■ **TASK PROMPT**: Scan the records that follow, and whenever a line has the word "OpContext", copy it.

=== Begin Enclosure ===

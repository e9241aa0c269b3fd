//! UI components for the chat application.

pub mod app;
pub mod message_input;
pub mod message_list;
pub mod thread_panel;
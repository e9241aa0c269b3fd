//! Session context injection
//!
//! Thread-local storage for the signed-in user, so that every span opened
//! while a [`SessionContextGuard`] is alive carries the user identity.

use std::cell::RefCell;

use uuid::Uuid;

/// Session context data stored in thread-local storage
#[derive(Debug, Clone, PartialEq, Eq)]
pub struct SessionContextData {
    /// The signed-in user's id
    pub user_id: String,
    /// Unique id of this app session
    pub session_id: Uuid,
}

thread_local! {
    static SESSION_CONTEXT: RefCell<Option<SessionContextData>> = const { RefCell::new(None) };
}

/// RAII guard for session context
///
/// When this guard is created, it sets the session context for the current thread.
/// When it's dropped, it restores the previous context (if any).
///
/// # Example
///
/// ```ignore
/// use hearth_logging::context::SessionContextGuard;
///
/// let _guard = SessionContextGuard::new("u1");
///
/// // Spans opened in this scope carry user_id = "u1"
/// tracing::info!("Opened action sheet");
/// ```
pub struct SessionContextGuard {
    previous: Option<SessionContextData>,
}

impl SessionContextGuard {
    /// Create a new session context guard with a fresh session id
    pub fn new(user_id: impl Into<String>) -> Self {
        Self::with_session_id(user_id, Uuid::new_v4())
    }

    /// Create a guard with a specific session id
    pub fn with_session_id(user_id: impl Into<String>, session_id: Uuid) -> Self {
        let previous = SESSION_CONTEXT.with(|ctx| ctx.borrow().clone());

        let new_ctx = SessionContextData {
            user_id: user_id.into(),
            session_id,
        };

        SESSION_CONTEXT.with(|ctx| *ctx.borrow_mut() = Some(new_ctx));

        Self { previous }
    }

    /// Get the current session context (if any)
    pub fn current() -> Option<SessionContextData> {
        SESSION_CONTEXT.with(|ctx| ctx.borrow().clone())
    }

    /// Get the current user ID (if set)
    pub fn current_user_id() -> Option<String> {
        Self::current().map(|ctx| ctx.user_id)
    }
}

impl Drop for SessionContextGuard {
    fn drop(&mut self) {
        SESSION_CONTEXT.with(|ctx| *ctx.borrow_mut() = self.previous.take());
    }
}
//! Message compose bar with send button.

use dioxus::prelude::*;

/// Message input component.
///
/// Key it by the message being edited so `initial` is reloaded when the
/// user picks Edit Message on another message.
#[component]
pub fn MessageInput(
    on_send: EventHandler<String>,
    #[props(default)]
    initial: String,
    #[props(default)]
    on_cancel: Option<EventHandler<()>>,
) -> Element {
    let mut text = use_signal(|| initial.clone());

    let can_send = !text.read().trim().is_empty();
    let editing = on_cancel.is_some();
    let placeholder = if editing { "Edit message..." } else { "Write a message..." };
    let bar_class = if editing { "message-input-bar editing" } else { "message-input-bar" };

    rsx! {
        div { class: "{bar_class}",
            if let Some(cancel) = on_cancel {
                button {
                    class: "cancel-edit-button",
                    title: "Cancel edit",
                    onclick: move |_| cancel.call(()),
                    "✕"
                }
            }
            textarea {
                class: "message-input",
                placeholder: "{placeholder}",
                value: "{text}",
                oninput: move |evt| text.set(evt.value()),
                onkeydown: move |evt: KeyboardEvent| {
                    if evt.key() == Key::Enter && !evt.modifiers().shift() && can_send {
                        evt.prevent_default();
                        let msg = text.read().trim().to_string();
                        text.set(String::new());
                        on_send.call(msg);
                    }
                },
            }
            button {
                class: "send-button",
                disabled: !can_send,
                onclick: move |_| {
                    if can_send {
                        let msg = text.read().trim().to_string();
                        text.set(String::new());
                        on_send.call(msg);
                    }
                },
                "➤"
            }
        }
    }
}
//! Bottom-anchored action sheet for a single message.

use dioxus::prelude::*;
use tracing::error;

use super::actions::{ActionCallbacks, ActionList, MessageActionKind, build_actions};
use super::dispatch::dispatch;
use super::reaction_picker::ReactionBar;
use crate::identity::{MessageId, UserId};
use crate::message::ChatMessage;
use crate::reactions::ReactionSet;
use crate::theme::CURRENT_THEME;

/// Copyable handle the host keeps to show or hide its sheet.
#[derive(Clone, Copy, PartialEq)]
pub struct ActionSheetHandle {
    visible: Signal<bool>,
}

impl ActionSheetHandle {
    pub fn new(visible: Signal<bool>) -> Self {
        Self { visible }
    }

    pub fn show(&self) {
        self.set_visible(true);
    }

    pub fn hide(&self) {
        self.set_visible(false);
    }

    pub fn set_visible(&self, visible: bool) {
        let mut signal = self.visible;
        if *signal.peek() != visible {
            signal.set(visible);
        }
    }

    pub fn is_visible(&self) -> bool {
        *self.visible.read()
    }
}

/// Create a hidden sheet handle owned by the calling component.
pub fn use_action_sheet() -> ActionSheetHandle {
    let visible = use_signal(|| false);
    ActionSheetHandle::new(visible)
}

/// Contextual menu for `message` with a reaction picker in its title box.
///
/// Edit and Delete are only offered when `current_user_id` wrote the message.
/// Every selection, including Cancel and a tap on the backdrop, ends with
/// `set_action_sheet_visible(false)`.
#[component]
pub fn MessageActionSheet(
    sheet: ActionSheetHandle,
    message: ChatMessage,
    current_user_id: UserId,
    on_edit: EventHandler<()>,
    on_delete: EventHandler<()>,
    on_open_thread: EventHandler<()>,
    set_action_sheet_visible: EventHandler<bool>,
    supported_reactions: ReactionSet,
    on_reaction: EventHandler<String>,
) -> Element {
    if !sheet.is_visible() {
        return rsx! {};
    }

    let callbacks = ActionCallbacks::new()
        .with_edit(move || on_edit.call(()))
        .with_delete(move || on_delete.call(()))
        .with_open_thread(move || on_open_thread.call(()));
    let actions = build_actions(&message, &current_user_id, &callbacks);
    let theme = *CURRENT_THEME.read();
    let message_id = message.id.clone();

    let backdrop_actions = actions.clone();
    let backdrop_message = message_id.clone();
    let cancel_actions = actions.clone();
    let cancel_message = message_id.clone();
    let cancel_title = MessageActionKind::Cancel.title();

    rsx! {
        div {
            class: "action-sheet-overlay",
            "data-theme": "{theme.css_value()}",
            style: "{theme.sheet_style()}",

            div {
                class: "action-sheet-backdrop",
                onclick: move |_| {
                    select_action(
                        &backdrop_actions,
                        MessageActionKind::Cancel,
                        &backdrop_message,
                        || set_action_sheet_visible.call(false),
                    )
                },
            }

            div {
                class: "action-sheet-body",
                "data-message-id": "{message_id}",

                div {
                    class: "action-sheet-title",
                    ReactionBar {
                        reactions: supported_reactions.clone(),
                        on_reaction: on_reaction,
                    }
                }

                for item in actions.selectable().iter() {
                    {
                        let kind = item.kind();
                        let list = actions.clone();
                        let id = message_id.clone();
                        let row_class = if kind.is_destructive() {
                            "action-sheet-item action-sheet-item-destructive"
                        } else {
                            "action-sheet-item"
                        };
                        rsx! {
                            button {
                                key: "{kind}",
                                class: "{row_class}",
                                "data-testid": "action-sheet-item-{item.title()}",
                                onclick: move |_| {
                                    select_action(&list, kind, &id, || set_action_sheet_visible.call(false))
                                },
                                span {
                                    class: "action-sheet-icon icon-{item.icon().name()}",
                                    "{item.icon().glyph()}"
                                }
                                span { class: "action-sheet-item-title", "{item.title()}" }
                            }
                        }
                    }
                }

                button {
                    class: "action-sheet-cancel",
                    "data-testid": "action-sheet-item-{cancel_title}",
                    onclick: move |_| {
                        select_action(
                            &cancel_actions,
                            MessageActionKind::Cancel,
                            &cancel_message,
                            || set_action_sheet_visible.call(false),
                        )
                    },
                    "{cancel_title}"
                }
            }
        }
    }
}

fn select_action(
    actions: &ActionList,
    kind: MessageActionKind,
    message_id: &MessageId,
    close: impl FnOnce(),
) {
    if let Err(err) = dispatch(actions, kind, close) {
        error!(%err, message_id = %message_id, "message action selection did not match the menu");
    }
}
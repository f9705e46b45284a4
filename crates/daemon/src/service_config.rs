use std::net::SocketAddr;
use std::path::PathBuf;
use std::time::Duration;

#[derive(Debug, Clone)]
pub struct Config {
    // http server configuration
    /// address the browser UI is served on
    pub listen_addr: SocketAddr,

    // store configuration
    /// path to the store file, opened once for the
    ///  lifetime of the process
    pub db_path: PathBuf,
    /// how long to wait for the store's file lock
    ///  before giving up at startup
    pub open_timeout: Duration,

    // logging
    pub log_level: tracing::Level,
    /// Directory for log files (optional, logs to stdout only if not set)
    pub log_dir: Option<PathBuf>,
}
use std::fmt::{self, Display};

use serde::Serialize;

/// Build metadata captured by `build.rs`.
#[derive(Debug, Clone, Serialize)]
pub struct BuildInfo {
    pub build_profile: &'static str,
    pub build_features: &'static str,
    pub build_timestamp: &'static str,
    pub rust_version: &'static str,
    pub version: &'static str,
    pub pkg_version: &'static str,
}

impl Display for BuildInfo {
    fn fmt(&self, f: &mut fmt::Formatter<'_>) -> fmt::Result {
        writeln!(f, "boltview {} ({})", self.pkg_version, self.version)?;
        writeln!(f, "  profile:  {}", self.build_profile)?;
        writeln!(f, "  features: {}", self.build_features)?;
        writeln!(f, "  built:    {}", self.build_timestamp)?;
        write!(f, "  rustc:    {}", self.rust_version)
    }
}

pub fn build_info() -> BuildInfo {
    BuildInfo {
        build_profile: env!("BUILD_PROFILE"),
        build_features: env!("BUILD_FEATURES"),
        build_timestamp: env!("BUILD_TIMESTAMP"),
        rust_version: env!("RUST_VERSION"),
        version: env!("REPO_VERSION"),
        pkg_version: env!("CARGO_PKG_VERSION"),
    }
}

#[cfg(test)]
mod tests {
    use super::*;

    #[test]
    fn test_build_info_display() {
        let info = build_info();
        let rendered = info.to_string();
        assert!(rendered.starts_with("boltview "));
        assert!(rendered.contains(info.build_profile));
    }
}
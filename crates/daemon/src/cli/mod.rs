pub mod args;
pub mod op;
pub mod ops;

pub use ops::{Health, Ls, Serve, Version};
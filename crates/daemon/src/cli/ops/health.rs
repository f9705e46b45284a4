use clap::Args;
use url::Url;

#[derive(Args, Debug, Clone)]
pub struct Health {
    /// Base URL of a running server (defaults to the configured host and port)
    #[arg(long)]
    pub remote: Option<Url>,
}

#[derive(Debug, thiserror::Error)]
pub enum HealthError {
    #[error("state error: {0}")]
    State(#[from] boltview_daemon::state::StateError),
    #[error("invalid server URL: {0}")]
    Url(#[from] url::ParseError),
}

impl Health {
    fn base_url(&self, listen_addr: std::net::SocketAddr) -> Result<Url, HealthError> {
        match &self.remote {
            Some(url) => Ok(url.clone()),
            None => Ok(Url::parse(&format!("http://{}", listen_addr))?),
        }
    }
}

async fn probe(client: &reqwest::Client, base: &Url, name: &str) -> String {
    let url = format!("{}/_status/{}", base.as_str().trim_end_matches('/'), name);
    match client.get(&url).send().await {
        Ok(resp) if resp.status().is_success() => format!("  {}: OK", name),
        Ok(resp) => format!("  {}: UNHEALTHY ({})", name, resp.status()),
        Err(_) => format!("  {}: NOT REACHABLE", name),
    }
}

#[async_trait::async_trait]
impl crate::cli::op::Op for Health {
    type Error = HealthError;
    type Output = String;

    async fn execute(&self, ctx: &crate::cli::op::OpContext) -> Result<Self::Output, Self::Error> {
        let config = ctx.config()?;
        let base = self.base_url(config.listen_addr())?;
        let client = reqwest::Client::new();

        let mut lines = Vec::new();

        lines.push("Config:".to_string());
        lines.push(format!("  store:        {}", config.db_path.display()));
        lines.push(format!("  listen addr:  {}", config.listen_addr()));

        lines.push(String::new());
        lines.push(format!("Server ({}):", base));
        lines.push(probe(&client, &base, "livez").await);
        lines.push(probe(&client, &base, "readyz").await);

        Ok(lines.join("\n"))
    }
}
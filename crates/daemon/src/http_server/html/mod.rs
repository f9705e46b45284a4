use axum::response::Redirect;
use axum::routing::get;
use axum::Router;
use http::header::{ACCEPT, ORIGIN};
use http::Method;
use tower_http::cors::{Any, CorsLayer};

mod buckets;

use crate::ServiceState;

pub fn router(state: ServiceState) -> Router<ServiceState> {
    let cors_layer = CorsLayer::new()
        .allow_methods(vec![Method::GET])
        .allow_headers(vec![ACCEPT, ORIGIN])
        .allow_origin(Any)
        .allow_credentials(false);

    Router::new()
        .route("/", get(|| async { Redirect::temporary("/buckets/") }))
        .route("/buckets", get(buckets::root_handler))
        .route("/buckets/", get(buckets::root_handler))
        .route("/buckets/*bucket_path", get(buckets::handler))
        .with_state(state)
        .layer(cors_layer)
}
use axum::http::StatusCode;
use axum::response::{IntoResponse, Response};
use axum::Json;
use std::time::Duration;
use tokio::time::timeout;

use super::data_source::*;

const HEALTH_CHECK_TIMEOUT: Duration = Duration::from_secs(10);

#[tracing::instrument]
pub async fn handler(data_src: StateDataSource) -> Response {
    match timeout(HEALTH_CHECK_TIMEOUT, data_src.is_ready()).await {
        Ok(Ok(())) => {
            let msg = serde_json::json!({"status": "ok"});
            (StatusCode::OK, Json(msg)).into_response()
        }
        Ok(Err(e)) => handle_error(e),
        Err(_) => {
            let msg = serde_json::json!({
                "status": "failure",
                "message": "health check timed out"
            });
            (StatusCode::SERVICE_UNAVAILABLE, Json(msg)).into_response()
        }
    }
}

fn handle_error(err: DataSourceError) -> Response {
    tracing::warn!("readiness check failed: {}", err);
    let msg = serde_json::json!({"status": "failure", "message": err.to_string()});
    (StatusCode::SERVICE_UNAVAILABLE, Json(msg)).into_response()
}
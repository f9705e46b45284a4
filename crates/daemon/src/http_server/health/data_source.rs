use std::fmt::Debug;
use std::ops::Deref;
use std::sync::Arc;

use axum::async_trait;
use axum::extract::FromRequestParts;
use http::request::Parts;

use common::prelude::Store;

use crate::ServiceState;

#[async_trait]
pub trait DataSource {
    /// Perform various checks on the system to ensure its healthy and ready to accept requests.
    async fn is_ready(&self) -> Result<(), DataSourceError>;
}

#[derive(Debug, thiserror::Error)]
pub enum DataSourceError {
    #[error("the store could not provide a read view: {0}")]
    DependencyFailure(String),
}

pub type DynDataSource = Arc<dyn DataSource + Send + Sync>;

pub struct StateDataSource(DynDataSource);

impl Debug for StateDataSource {
    fn fmt(&self, f: &mut std::fmt::Formatter<'_>) -> std::fmt::Result {
        f.debug_struct("StateDataSource").finish()
    }
}

impl StateDataSource {
    #[cfg(test)]
    pub fn new(dds: DynDataSource) -> Self {
        Self(dds)
    }
}

impl Deref for StateDataSource {
    type Target = DynDataSource;

    fn deref(&self) -> &Self::Target {
        &self.0
    }
}

struct StoreSource {
    store: Store,
}

#[async_trait]
impl DataSource for StoreSource {
    async fn is_ready(&self) -> Result<(), DataSourceError> {
        self.store
            .ping()
            .await
            .map_err(|e| DataSourceError::DependencyFailure(e.to_string()))
    }
}

#[async_trait]
impl FromRequestParts<ServiceState> for StateDataSource {
    type Rejection = ();

    async fn from_request_parts(
        _parts: &mut Parts,
        state: &ServiceState,
    ) -> Result<Self, Self::Rejection> {
        Ok(StateDataSource(Arc::new(StoreSource {
            store: state.store().clone(),
        })))
    }
}
// CLI modules
mod cli;

use clap::{Parser, Subcommand};
use cli::{args::Args, op::Op, Health, Ls, Serve, Version};

command_enum! {
    (Health, Health),
    (Ls, Ls),
    (Serve, Serve),
    (Version, Version),
}

#[tokio::main]
async fn main() {
    let args = Args::parse();

    let ctx = cli::op::OpContext::new(args.config);

    match args.command.execute(&ctx).await {
        Ok(output) => {
            println!("{}", output);
            std::process::exit(0);
        }
        Err(e) => {
            eprintln!("Error: {}", e);
            std::process::exit(1);
        }
    }
}
use askama::Template;
use askama_axum::IntoResponse;
use axum::http::{HeaderMap, StatusCode, Uri};
use axum::response::Response;
use axum::Json;

#[derive(Template)]
#[template(path = "pages/not_found.html")]
struct NotFoundTemplate {
    path: String,
}

pub async fn not_found_handler(uri: Uri, headers: HeaderMap) -> Response {
    let accept = headers
        .get(axum::http::header::ACCEPT)
        .and_then(|v| v.to_str().ok());

    match accept {
        Some(accept_str) if accept_str.contains("application/json") => {
            let err_msg = serde_json::json!({"msg": "not found", "path": uri.path()});
            (StatusCode::NOT_FOUND, Json(err_msg)).into_response()
        }
        Some(accept_str) if accept_str.contains("text/html") => {
            let template = NotFoundTemplate {
                path: uri.path().to_string(),
            };
            (StatusCode::NOT_FOUND, template).into_response()
        }
        _ => (
            StatusCode::NOT_FOUND,
            [(axum::http::header::CONTENT_TYPE, "text/plain")],
            "not found",
        )
            .into_response(),
    }
}
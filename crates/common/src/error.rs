use std::time::Duration;

/// Failures raised while resolving a bucket path or enumerating a bucket.
///
/// The `Display` text of the not-found variants is what the browser shows
/// inline next to the requested path.
#[derive(Debug, thiserror::Error)]
pub enum BrowseError {
    /// A segment after the first does not name a bucket inside its parent.
    #[error("bucket '{name}' not found")]
    BucketNotFound { name: String },

    /// The first segment does not name a top-level bucket, so there is
    /// no handle to descend from or enumerate.
    #[error("top-level bucket '{name}' not found")]
    MissingTopLevelBucket { name: String },

    #[error("no bucket path given")]
    EmptyPath,

    #[error("store error: {0}")]
    Engine(#[from] jammdb::Error),

    #[error("read view task failed: {0}")]
    ViewTask(String),
}

impl BrowseError {
    /// True for the logical "no such bucket" outcomes, as opposed to
    /// engine or runtime failures.
    pub fn is_not_found(&self) -> bool {
        matches!(
            self,
            BrowseError::BucketNotFound { .. } | BrowseError::MissingTopLevelBucket { .. }
        )
    }

    /// Name of the segment that failed to resolve, if any.
    pub fn missing_name(&self) -> Option<&str> {
        match self {
            BrowseError::BucketNotFound { name } | BrowseError::MissingTopLevelBucket { name } => {
                Some(name)
            }
            _ => None,
        }
    }
}

#[derive(Debug, thiserror::Error)]
pub enum StoreError {
    #[error("fail to open bolt db: {0}")]
    Open(#[from] jammdb::Error),

    #[error("timed out after {0:?} waiting to open the store")]
    OpenTimeout(Duration),

    #[error("store open task failed: {0}")]
    OpenTask(String),
}

#[cfg(test)]
mod tests {
    use super::*;

    #[test]
    fn test_not_found_messages_name_the_segment() {
        let err = BrowseError::BucketNotFound {
            name: "xyz".to_string(),
        };
        assert_eq!(err.to_string(), "bucket 'xyz' not found");
        assert!(err.is_not_found());
        assert_eq!(err.missing_name(), Some("xyz"));

        let err = BrowseError::MissingTopLevelBucket {
            name: "ghost".to_string(),
        };
        assert_eq!(err.to_string(), "top-level bucket 'ghost' not found");
        assert!(err.is_not_found());
    }

    #[test]
    fn test_other_errors_are_not_not_found() {
        let err = BrowseError::ViewTask("cancelled".to_string());
        assert!(!err.is_not_found());
        assert_eq!(err.missing_name(), None);
        assert!(!BrowseError::EmptyPath.is_not_found());
    }
}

=== End Enclosure ===

■ **EXERCISE RESULT**:
    async fn execute(&self, ctx: &crate::cli::op::OpContext) -> Result<Self::Output, Self::Error> {
    let ctx = cli::op::OpContext::new(args.config);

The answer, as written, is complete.